これに対して、言説分析は、「何らかの外部実体が『このようなかたちで』『ある』と思う感覚自体」が、特定の言説編成のなかで生み出されたのではないかと考えますこうしたやり方は、現代を含む近代社会に対する深い批判に根差しています。

フーコーの場合、言説の配置の向こう側に権力の作用を見ようとしました。近代社会は、権力が剥き出しの物理的強制力(暴力)として出現することに対して慎重であり、権力者が犯罪者を気ままに捕えて見せしめの刑罰を与えたりはしません。そのかわりに、権力作用の周辺に大量の言葉が随伴するようになりました。

犯罪を証明し、裁く過程は、多くの文書を経由する必要があります。犯罪の理由が環境要因なのか、それとも何らかの個体的特質に基づくものなのかが観察され、その記録の集積が新たな政策を生み出していきます。狂気/正気、異常者/正常者といった分類を中立的であるかのように流通させることで、監視や矯正や排除が日常的かつ隠微に働いているといえるでしょう。

こうした作用のなかで、人々は分かりやすく抑圧され、自由を制限されているのではありません。むしろ、「これこれは私のものである、私がしたことである」、「私は〇〇という者である」と自己申告し、それに自発的に従うかぎりにおいて、「責任ある」個人主体としてふるまえるのです。

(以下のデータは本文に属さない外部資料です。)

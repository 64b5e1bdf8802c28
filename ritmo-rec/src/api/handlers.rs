//! HTTP request handlers
//!
//! Implements the recognition, history, and preview endpoints, plus the SSE
//! event stream.

use crate::api::AppState;
use crate::error::{ApiError, ApiResult};
use crate::session::StartOutcome;
use crate::state::SessionPhase;
use axum::{
    extract::State,
    http::StatusCode,
    response::sse::{Event, KeepAlive, Sse},
    Json,
};
use futures::Stream;
use serde::{Deserialize, Serialize};
use std::convert::Infallible;
use tokio_stream::wrappers::BroadcastStream;
use tokio_stream::StreamExt;
use tracing::{info, warn};

use ritmo_common::db::HistoryRecord;
use ritmo_common::RecognizedTrack;

// ============================================================================
// Request/Response Types
// ============================================================================

#[derive(Debug, Serialize)]
pub struct AckResponse {
    status: String,
}

#[derive(Debug, Serialize)]
pub struct StatusResponse {
    phase: SessionPhase,
    is_active: bool,
    volume: f64,
    status_text: String,
    last_recognized: Option<RecognizedTrack>,
    preview_playing: bool,
}

#[derive(Debug, Serialize)]
pub struct HistoryResponse {
    entries: Vec<HistoryRecord>,
}

#[derive(Debug, Deserialize)]
pub struct PlayPreviewRequest {
    url: String,
}

// ============================================================================
// Recognition Control
// ============================================================================

/// POST /recognize/start - Begin a recognition attempt
pub async fn start_recognition(
    State(state): State<AppState>,
) -> ApiResult<(StatusCode, Json<AckResponse>)> {
    match state.session.start().await {
        StartOutcome::Listening => {
            info!("Recognition attempt started");
            Ok((
                StatusCode::ACCEPTED,
                Json(AckResponse {
                    status: "listening".to_string(),
                }),
            ))
        }
        StartOutcome::Busy => Err(ApiError::Conflict(
            "A recognition attempt is already in progress".to_string(),
        )),
        StartOutcome::CaptureRejected => Err(ApiError::Unavailable(
            "Audio capture could not start".to_string(),
        )),
    }
}

/// POST /recognize/cancel - Abort the in-flight attempt (no-op while idle)
pub async fn cancel_recognition(State(state): State<AppState>) -> Json<AckResponse> {
    state.session.cancel();
    Json(AckResponse {
        status: "ok".to_string(),
    })
}

/// GET /status - Current session projection
pub async fn get_status(State(state): State<AppState>) -> Json<StatusResponse> {
    Json(StatusResponse {
        phase: state.state.phase().await,
        is_active: state.state.is_active().await,
        volume: state.state.volume().await,
        status_text: state.state.status_text().await,
        last_recognized: state.state.last_recognized().await,
        preview_playing: state.player.is_playing(),
    })
}

// ============================================================================
// History
// ============================================================================

/// GET /history - All history entries, newest first
pub async fn get_history(State(state): State<AppState>) -> ApiResult<Json<HistoryResponse>> {
    let entries = state.history.list().await?;
    Ok(Json(HistoryResponse { entries }))
}

/// DELETE /history - Remove every history entry
pub async fn clear_history(State(state): State<AppState>) -> ApiResult<Json<AckResponse>> {
    state.history.clear().await?;
    info!("History cleared");
    Ok(Json(AckResponse {
        status: "ok".to_string(),
    }))
}

// ============================================================================
// Preview Playback
// ============================================================================

/// POST /preview/play - Fetch and play a preview clip
pub async fn play_preview(
    State(state): State<AppState>,
    Json(req): Json<PlayPreviewRequest>,
) -> ApiResult<Json<AckResponse>> {
    if req.url.trim().is_empty() {
        return Err(ApiError::BadRequest("url must not be empty".to_string()));
    }

    // Fetch happens off the handler; failures collapse to "not playing"
    let player = state.player.clone();
    tokio::spawn(async move {
        player.play(&req.url).await;
    });

    Ok(Json(AckResponse {
        status: "ok".to_string(),
    }))
}

/// POST /preview/stop - Stop preview playback (idempotent)
pub async fn stop_preview(State(state): State<AppState>) -> Json<AckResponse> {
    state.player.stop();
    Json(AckResponse {
        status: "ok".to_string(),
    })
}

// ============================================================================
// SSE
// ============================================================================

/// GET /events - Stream recognition events as SSE
pub async fn sse_handler(
    State(state): State<AppState>,
) -> Sse<impl Stream<Item = Result<Event, Infallible>>> {
    let rx = state.events.subscribe();

    let stream = BroadcastStream::new(rx).filter_map(|result| match result {
        Ok(event) => match Event::default().event(event.event_type()).json_data(&event) {
            Ok(sse_event) => Some(Ok(sse_event)),
            Err(e) => {
                warn!("Failed to serialize SSE event: {}", e);
                None
            }
        },
        Err(e) => {
            // Lagged subscriber: log and continue with the next event
            warn!("SSE subscriber lagged: {}", e);
            None
        }
    });

    Sse::new(stream).keep_alive(
        KeepAlive::new()
            .interval(std::time::Duration::from_secs(15))
            .text("keep-alive"),
    )
}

あるいはむしろ、そのようにさせられているともいえます。フーコーはこのしくみを主体化(assujettissement)と呼んでいます(何かしでかしたら、子供は反省文を、大人は始末書を書かされますが、それらが何を期待しているかを考えてみればいいでしょう)。

打ち倒すべき圧制者がいるというより、人々自身が作り上げ、そして埋め込まれているあらゆる関係のなかに、権力は遍在している、というわけです。

穏健化と表裏一体の、ある種の息苦しさ。近代(現代)社会の一つの様相を、見事に捉えた議論です。フーコーがもてはやされた理由も、たぶんこの権力論が一番大きかったと思います。

とはいえ、近代社会の権力がそういうものだとして、それは良くも悪くも当たり前(ノーマル)な状態ではないでしょうか(正常化(ノルマリザシオン)こそ近代の言説である、と彼は言うにちがいありませんが)。

人々を分類する「中立的」な言葉が危険なものでありうるのはたしかですが、少なくとも、圧制的な社会よりはましなのではないか。こうした疑問も浮かびます。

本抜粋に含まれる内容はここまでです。